Biofeedback is a method for providing individuals with information about their body. People use biofeedback on a regular basis, although they are seldom aware of doing so. For example, a bathroom scale “feeds back” information about our weight. We can use that information to modify our diet accordingly. Nurses, doctors, physical therapists and other health professionals use very sensitive biofeedback instruments to provide information to patients about their bodily functions. It has long been used for helping people gain skill in relaxing their muscles. More recently, it has been found to be very valuable in helping to strengthen muscles. Its use in rehabilitating the muscles of stroke or accident victims and for the treatment of incontinence is highly successful.
Biofeedback treatment for loss of bladder control (urinary incontinence) is not new. Dr. Arnold Kegel, a gynecologist, used a pressure feedback device in the late 1940s to teach his patients how to strengthen the muscles that support the bladder and other pelvic organs. These muscles stretch from the pubic bone in front to the tail bone in back and are very important in bladder control. In women, the pelvic muscles are often damaged during childbirth and lose even more strength as hormone levels decrease during menopause. Unlike other muscles in the body, the pelvic muscles do not move a limb or a joint. Because of this fact, we often forget they are there and do nothing to maintain their tone.
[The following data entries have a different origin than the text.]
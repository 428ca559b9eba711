//! Byte-offset ranges within source files.

use crate::file_id::FileId;
use serde::{Deserialize, Serialize};

/// A byte offset range within a source file.
///
/// `start` is inclusive and `end` is exclusive. Spans produced by the
/// template parser start out relative to the template text and are moved to
/// file offsets with [`Span::shifted`] once the template's position inside
/// the component file is known.
#[derive(Clone, Copy, PartialEq, Eq, Hash, Debug, Serialize, Deserialize)]
pub struct Span {
    /// The source file this span belongs to.
    pub file: FileId,
    /// Byte offset of the start of the span (inclusive).
    pub start: u32,
    /// Byte offset of the end of the span (exclusive).
    pub end: u32,
}

impl Span {
    /// A dummy span used when no source location is available.
    pub const DUMMY: Span = Span {
        file: FileId::DUMMY,
        start: 0,
        end: 0,
    };

    /// Creates a new span in the given file with the given byte range.
    pub fn new(file: FileId, start: u32, end: u32) -> Self {
        Self { file, start, end }
    }

    /// Creates an empty span at `offset`, used for pure insertions.
    pub fn point(file: FileId, offset: u32) -> Self {
        Self {
            file,
            start: offset,
            end: offset,
        }
    }

    /// Merges two spans in the same file, producing a span that covers both.
    ///
    /// # Panics
    ///
    /// Panics if the two spans are from different files.
    pub fn merge(self, other: Span) -> Span {
        assert_eq!(
            self.file, other.file,
            "cannot merge spans from different files"
        );
        Span {
            file: self.file,
            start: self.start.min(other.start),
            end: self.end.max(other.end),
        }
    }

    /// Returns this span moved by `delta` bytes and re-homed into `file`.
    pub fn shifted(self, file: FileId, delta: u32) -> Span {
        Span {
            file,
            start: self.start + delta,
            end: self.end + delta,
        }
    }

    /// Returns the empty span at this span's end.
    pub fn end_point(self) -> Span {
        Span::point(self.file, self.end)
    }

    /// Returns the empty span at this span's start.
    pub fn start_point(self) -> Span {
        Span::point(self.file, self.start)
    }

    /// Returns the span from this span's start to `other`'s end.
    pub fn to(self, other: Span) -> Span {
        Span::new(self.file, self.start, other.end)
    }

    /// Returns the span between this span's end and `other`'s start.
    pub fn between(self, other: Span) -> Span {
        Span::new(self.file, self.end, other.start)
    }

    /// Returns `true` if `other` lies entirely inside this span.
    pub fn contains(&self, other: Span) -> bool {
        self.file == other.file && self.start <= other.start && other.end <= self.end
    }

    /// Returns `true` if the two spans share at least one byte, or if either is
    /// an insertion point located strictly inside the other.
    pub fn overlaps(&self, other: Span) -> bool {
        self.file == other.file && self.start < other.end && other.start < self.end
    }

    /// Returns the length of this span in bytes.
    pub fn len(&self) -> u32 {
        self.end - self.start
    }

    /// Returns `true` if this span has zero length.
    pub fn is_empty(&self) -> bool {
        self.start == self.end
    }

    /// Returns `true` if this is the dummy span.
    pub fn is_dummy(&self) -> bool {
        self.file == FileId::DUMMY
    }
}

#[cfg(test)]
mod tests {
    use super::*;

    fn f() -> FileId {
        FileId::from_raw(0)
    }

    #[test]
    fn merge_is_order_independent() {
        let a = Span::new(f(), 5, 15);
        let b = Span::new(f(), 10, 25);
        assert_eq!(a.merge(b), Span::new(f(), 5, 25));
        assert_eq!(a.merge(b), b.merge(a));
    }

    #[test]
    fn shifted_moves_and_rehomes() {
        let template = FileId::from_raw(1);
        let s = Span::new(f(), 2, 7).shifted(template, 100);
        assert_eq!(s, Span::new(template, 102, 107));
    }

    #[test]
    fn points() {
        let s = Span::new(f(), 4, 9);
        assert_eq!(s.end_point(), Span::new(f(), 9, 9));
        assert_eq!(s.start_point(), Span::new(f(), 4, 4));
        assert!(s.end_point().is_empty());
    }

    #[test]
    fn to_and_between() {
        let a = Span::new(f(), 0, 4);
        let b = Span::new(f(), 7, 10);
        assert_eq!(a.to(b), Span::new(f(), 0, 10));
        assert_eq!(a.between(b), Span::new(f(), 4, 7));
    }

    #[test]
    fn containment_and_overlap() {
        let outer = Span::new(f(), 0, 20);
        assert!(outer.contains(Span::new(f(), 3, 8)));
        assert!(!outer.contains(Span::new(f(), 15, 25)));
        assert!(outer.overlaps(Span::new(f(), 15, 25)));
        assert!(!Span::new(f(), 0, 5).overlaps(Span::new(f(), 5, 9)));
        assert!(!outer.overlaps(Span::new(FileId::from_raw(2), 3, 8)));
    }

    #[test]
    fn len_and_empty() {
        assert_eq!(Span::new(f(), 10, 20).len(), 10);
        assert!(Span::point(f(), 5).is_empty());
    }

    #[test]
    fn dummy_span() {
        assert!(Span::DUMMY.is_dummy());
        assert!(!Span::point(f(), 0).is_dummy());
    }

    #[test]
    fn serde_roundtrip() {
        let s = Span::new(FileId::from_raw(1), 10, 20);
        let json = serde_json::to_string(&s).unwrap();
        let back: Span = serde_json::from_str(&json).unwrap();
        assert_eq!(s, back);
    }
}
By contracting (squeezing tight) and relaxing the pelvic muscles they become stronger and more efficient. Dr. Kegel recognized these facts and developed his feedback device as a means of “seeing” how the muscles behaved.
Kegel’s exercises were adopted by others in the medical field as a means of improving bladder control, though often without the benefit of biofeedback. Unfortunately, Dr. Kegel’s original success was not maintained without the aid of biofeedback. The good news is that today special computerized biofeedback devices are available to teach Kegel’s exercises (pelvic muscle exercise).
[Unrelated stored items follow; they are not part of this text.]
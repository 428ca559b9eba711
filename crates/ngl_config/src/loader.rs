//! Configuration file loading and validation.

use crate::error::ConfigError;
use crate::types::ProjectConfig;
use std::path::Path;

/// File name looked up in the project directory.
pub const CONFIG_FILE_NAME: &str = "ngl.toml";

/// Loads and validates `ngl.toml` from a project directory.
///
/// A project without the file gets [`ProjectConfig::for_directory`].
pub fn load_config(project_dir: &Path) -> Result<ProjectConfig, ConfigError> {
    let config_path = project_dir.join(CONFIG_FILE_NAME);
    if !config_path.is_file() {
        return Ok(ProjectConfig::for_directory(project_dir));
    }
    let content = std::fs::read_to_string(&config_path)?;
    load_config_from_str(&content)
}

/// Parses and validates an `ngl.toml` configuration from a string.
///
/// Useful for testing without filesystem dependencies.
pub fn load_config_from_str(content: &str) -> Result<ProjectConfig, ConfigError> {
    let config: ProjectConfig =
        toml::from_str(content).map_err(|e| ConfigError::ParseError(e.to_string()))?;
    validate_config(&config)?;
    Ok(config)
}

/// Validates that required fields are present and values are consistent.
fn validate_config(config: &ProjectConfig) -> Result<(), ConfigError> {
    if config.project.name.is_empty() {
        return Err(ConfigError::MissingField("project.name".to_string()));
    }
    if config.ionic.cache_capacity == 0 {
        return Err(ConfigError::ValidationError(
            "ionic.cache_capacity must be at least 1".to_string(),
        ));
    }
    if let Some(elements) = config
        .lint
        .rules
        .deny_element
        .as_ref()
        .and_then(|t| t.elements.as_ref())
    {
        if elements.iter().any(|e| e.trim().is_empty()) {
            return Err(ConfigError::ValidationError(
                "lint.rules.deny-element.elements contains an empty tag name".to_string(),
            ));
        }
    }
    for name in &config.lint.deny {
        if config.lint.allow.contains(name) {
            return Err(ConfigError::ValidationError(format!(
                "rule '{name}' is both denied and allowed"
            )));
        }
    }
    Ok(())
}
Does not preclude other treatment options
In the case of weak muscles that accompany stress incontinence, patients are taught when and how to use the muscles correctly to control urine loss during a cough, sneeze or other activity. As the muscles grow stronger with exercise, people are more and more successful in preventing leakage.
For those with urge incontinence, the biofeedback therapist instructs the patient in using the muscles to quiet the sensation of urgency thus giving the patient more time to reach the bathroom.
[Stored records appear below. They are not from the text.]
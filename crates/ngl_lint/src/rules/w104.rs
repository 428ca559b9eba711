//! W104: Lifecycle interface — hook methods and `implements` clauses that do
//! not match.

use std::collections::BTreeMap;

use ngl_diagnostics::{
    Category, Diagnostic, DiagnosticCode, DiagnosticSink, Replacement, Severity, SuggestedFix,
};
use ngl_source::Span;
use ngl_ts_parser::ast::{ClassDecl, ModifierKind, ModifierList, Program};

use crate::helpers::import_edits;
use crate::unit::LintUnit;
use crate::LintRule;

const ANGULAR_CORE: &str = "@angular/core";
const IONIC_ANGULAR: &str = "@ionic/angular";
const IONIC_STANDALONE: &str = "@ionic/angular/standalone";

/// Where a lifecycle interface is exported from.
#[derive(Clone, Copy, PartialEq, Eq)]
enum Framework {
    Angular,
    Ionic,
}

/// Hook method, interface, framework.
const HOOKS: &[(&str, &str, Framework)] = &[
    ("ngOnChanges", "OnChanges", Framework::Angular),
    ("ngOnInit", "OnInit", Framework::Angular),
    ("ngDoCheck", "DoCheck", Framework::Angular),
    ("ngAfterContentInit", "AfterContentInit", Framework::Angular),
    ("ngAfterContentChecked", "AfterContentChecked", Framework::Angular),
    ("ngAfterViewInit", "AfterViewInit", Framework::Angular),
    ("ngAfterViewChecked", "AfterViewChecked", Framework::Angular),
    ("ngOnDestroy", "OnDestroy", Framework::Angular),
    ("ionViewWillEnter", "ViewWillEnter", Framework::Ionic),
    ("ionViewDidEnter", "ViewDidEnter", Framework::Ionic),
    ("ionViewWillLeave", "ViewWillLeave", Framework::Ionic),
    ("ionViewDidLeave", "ViewDidLeave", Framework::Ionic),
];

/// Detects lifecycle hooks declared without their interface, and lifecycle
/// interfaces implemented without their hook.
///
/// All missing interfaces of a class are added by one fix, attached to the
/// first report, together with the imports they need.
pub struct LifecycleInterface;

impl LintRule for LifecycleInterface {
    fn code(&self) -> DiagnosticCode {
        DiagnosticCode::new(Category::Warning, 104)
    }

    fn name(&self) -> &str {
        "lifecycle-interface"
    }

    fn description(&self) -> &str {
        "lifecycle hook and implemented interface do not match"
    }

    fn default_severity(&self) -> Severity {
        Severity::Warning
    }

    fn check_unit(&self, unit: &LintUnit, sink: &DiagnosticSink) {
        for class in unit.components() {
            self.check_class(&unit.program, class, sink);
        }
    }
}

impl LifecycleInterface {
    fn check_class(&self, program: &Program, class: &ClassDecl, sink: &DiagnosticSink) {
        let hook_span = |hook: &str| {
            class
                .methods()
                .filter(|m| !m.modifiers.has(ModifierKind::Static))
                .find(|m| m.key.name() == Some(hook))
                .map(|m| m.key.span())
        };
        let implements = |iface: &str| class.implements.iter().any(|i| unqualified(&i.name) == iface);

        let missing: Vec<(&str, &str, Framework, Span)> = HOOKS
            .iter()
            .filter_map(|&(hook, iface, framework)| {
                let span = hook_span(hook)?;
                (!implements(iface)).then_some((hook, iface, framework, span))
            })
            .collect();

        let mut fix = add_interfaces_fix(program, class, &missing);
        for &(hook, iface, _, span) in &missing {
            sink.emit(
                Diagnostic::warning(
                    self.code(),
                    format!("`{hook}` is declared but the class does not implement `{iface}`"),
                    span,
                )
                .with_message_id("missingInterface")
                .with_data("hook", hook)
                .with_data("interface", iface)
                .with_optional_fix(fix.take()),
            );
        }

        for declared in &class.implements {
            let name = unqualified(&declared.name);
            let Some(&(hook, iface, _)) = HOOKS.iter().find(|(_, i, _)| *i == name) else {
                continue;
            };
            if hook_span(hook).is_none() {
                sink.emit(
                    Diagnostic::warning(
                        self.code(),
                        format!("the class implements `{iface}` but does not declare `{hook}`"),
                        declared.span,
                    )
                    .with_message_id("missingHook")
                    .with_data("hook", hook)
                    .with_data("interface", iface),
                );
            }
        }
    }
}

fn add_interfaces_fix(
    program: &Program,
    class: &ClassDecl,
    missing: &[(&str, &str, Framework, Span)],
) -> Option<SuggestedFix> {
    if missing.is_empty() {
        return None;
    }
    let names: Vec<&str> = missing.iter().map(|m| m.1).collect();
    let list = names.join(", ");
    let mut replacements = vec![match class.implements.last() {
        Some(last) => Replacement::insert_after(last.span, format!(", {list}")),
        None => Replacement::insert(
            Span::point(class.span.file, class.header_end),
            format!(" implements {list}"),
        ),
    }];

    let mut by_module: BTreeMap<&str, Vec<&str>> = BTreeMap::new();
    for &(_, iface, framework, _) in missing {
        by_module
            .entry(module_for(program, framework))
            .or_default()
            .push(iface);
    }
    for (module, ifaces) in by_module {
        replacements.extend(import_edits(program, module, &ifaces));
    }
    Some(SuggestedFix::new(
        format!("implement {list}"),
        replacements,
    ))
}

/// `ng.OnInit` → `OnInit`.
fn unqualified(name: &str) -> &str {
    name.rsplit('.').next().unwrap_or(name)
}

/// Standalone Ionic projects import from `@ionic/angular/standalone`.
fn module_for(program: &Program, framework: Framework) -> &'static str {
    match framework {
        Framework::Angular => ANGULAR_CORE,
        Framework::Ionic if program.import_from(IONIC_STANDALONE).is_some() => IONIC_STANDALONE,
        Framework::Ionic => IONIC_ANGULAR,
    }
}

#[cfg(test)]
mod tests {
    use super::*;
    use crate::testing::{fixed, ids, lint};

    #[test]
    fn rule_metadata() {
        let rule = LifecycleInterface;
        assert_eq!(rule.code(), DiagnosticCode::new(Category::Warning, 104));
        assert_eq!(rule.name(), "lifecycle-interface");
        assert_eq!(rule.default_severity(), Severity::Warning);
    }

    #[test]
    fn missing_interfaces_are_added_with_imports() {
        let src = "import { Component } from '@angular/core';\n\n\
                   @Component({ selector: 'app-home' })\n\
                   export class HomePage {\n  ngOnInit() {}\n  ionViewWillEnter() {}\n}\n";
        let diags = lint(&LifecycleInterface, src);
        assert_eq!(ids(&diags), ["missingInterface", "missingInterface"]);
        assert!(diags[0].fix.is_some());
        assert!(diags[1].fix.is_none());

        let out = fixed(&LifecycleInterface, src);
        assert!(out.starts_with(
            "import { Component, OnInit } from '@angular/core';\nimport { ViewWillEnter } from '@ionic/angular';\n"
        ));
        assert!(out.contains("export class HomePage implements OnInit, ViewWillEnter {"));
        assert!(lint(&LifecycleInterface, &out).is_empty());
    }

    #[test]
    fn appends_to_an_existing_implements_clause() {
        let src = "import { Component, OnInit, OnDestroy } from '@angular/core';\n\
                   @Component({})\n\
                   export class HomePage implements OnInit {\n  ngOnInit() {}\n  ngOnDestroy() {}\n}\n";
        let out = fixed(&LifecycleInterface, src);
        assert!(out.contains("export class HomePage implements OnInit, OnDestroy {"));
        assert!(out.starts_with("import { Component, OnInit, OnDestroy } from '@angular/core';\n"));
    }

    #[test]
    fn standalone_ionic_imports() {
        let src = "import { Component } from '@angular/core';\n\
                   import { IonContent } from '@ionic/angular/standalone';\n\
                   @Component({})\n\
                   export class HomePage {\n  ionViewDidLeave() {}\n}\n";
        let out = fixed(&LifecycleInterface, src);
        assert!(out.contains("import { IonContent, ViewDidLeave } from '@ionic/angular/standalone';"));
    }

    #[test]
    fn interface_without_hook_is_reported_without_fix() {
        let src = "@Component({})\nexport class HomePage implements OnDestroy {\n  ngOnInit() {}\n}\n";
        let diags = lint(&LifecycleInterface, src);
        assert_eq!(ids(&diags), ["missingInterface", "missingHook"]);
        assert_eq!(diags[1].data["hook"], "ngOnDestroy");
        assert!(diags[1].fix.is_none());
    }

    #[test]
    fn matching_hooks_and_interfaces_pass() {
        let src = "@Component({})\nexport class HomePage implements OnInit, ViewDidEnter {\n  ngOnInit() {}\n  ionViewDidEnter() {}\n  ngOnInitLater() {}\n}\n";
        assert!(lint(&LifecycleInterface, src).is_empty());
    }

    #[test]
    fn non_components_are_ignored() {
        let src = "@Injectable()\nexport class Store {\n  ngOnDestroy() {}\n}\n";
        assert!(lint(&LifecycleInterface, src).is_empty());
    }
}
All muscles in the body give off a small electrical signal that can be monitored with electromyography (EMG), the type of biofeedback most often used for bladder control and other pelvic muscle problems. By placing small sensors close to the muscles being monitored, biofeedback devices detect and record this electrical activity. By “feeding back” the information gathered by the EMG to the patient, immediate knowledge about these muscles becomes available. For people with urinary incontinence, this information can then be used to plan a personal exercise program to increase the strength and holding power of the muscles that control urination.
Monitoring the pelvic muscles is achieved by using small sensors. Because not all patients are comfortable with the same sensor, pelvic muscle activity is monitored with either of two types of sensors.
For women, small tampon-like sensors are placed in the vagina. For men (and women with small vaginal openings) smaller sensors are available that fit inside the anus. Patients are most often able to place these sensors by themselves and can remain fully-clothed.
Some patients will prefer an external “stick-on” type of sensor. These are especially good for elderly patients and should always be used for children. These patches are like small adhesive bandages and stick to the skin surface just outside the anal opening. They are called electrodes and are similar to the ones used for EKGs.
Both types of sensors are effective in measuring muscle activity.
After the pelvic muscle sensor is in place or applied to the skin, another set of sensors is placed on the surface of the abdomen. The most common error that people make in performing pelvic muscle exercises is using their abdominal muscles instead of the pelvic muscles. With biofeedback, the patient can learn to stop using the wrong muscles and start using the correct ones.
Vaginal (left) and anal (right) sensors monitor patient pelvic floor activity. They are patient inserted and self- seating which allows the patient to be treated fully-clothed.
Once the sensors are in place, the biofeedback therapist connects the sensors to a computer. The computer changes the electrical activity of the muscles into a signal that can be seen (or heard) on the computer screen. The signal may be viewed as colored lines moving across the screen or bars that move up and down as the muscles tense and relax. Sometimes an audible tone accompanies the signal.
The job of the biofeedback therapist is to coach the patient in the proper use of the pelvic muscles. By following instructions, patients will see the signals changing as they contract and relax the muscles. Seeing is believing! As these changes occur, patients become more aware of the pelvic muscles.
Biofeedback treatments for incontinence:
Are effective in the treatment of urge or stress incontinence when used by trained therapists. They can be helpful in certain other conditions caused by pelvic muscle dysfunction.
They are useful for people who are willing and able to assume more responsibility and control of their body and can be used along with medications and other types of treatment for incontinence. Such as: bladder training and dietary modification. They may be prescribed before and after surgery and are reimbursed by Medicare in most cases.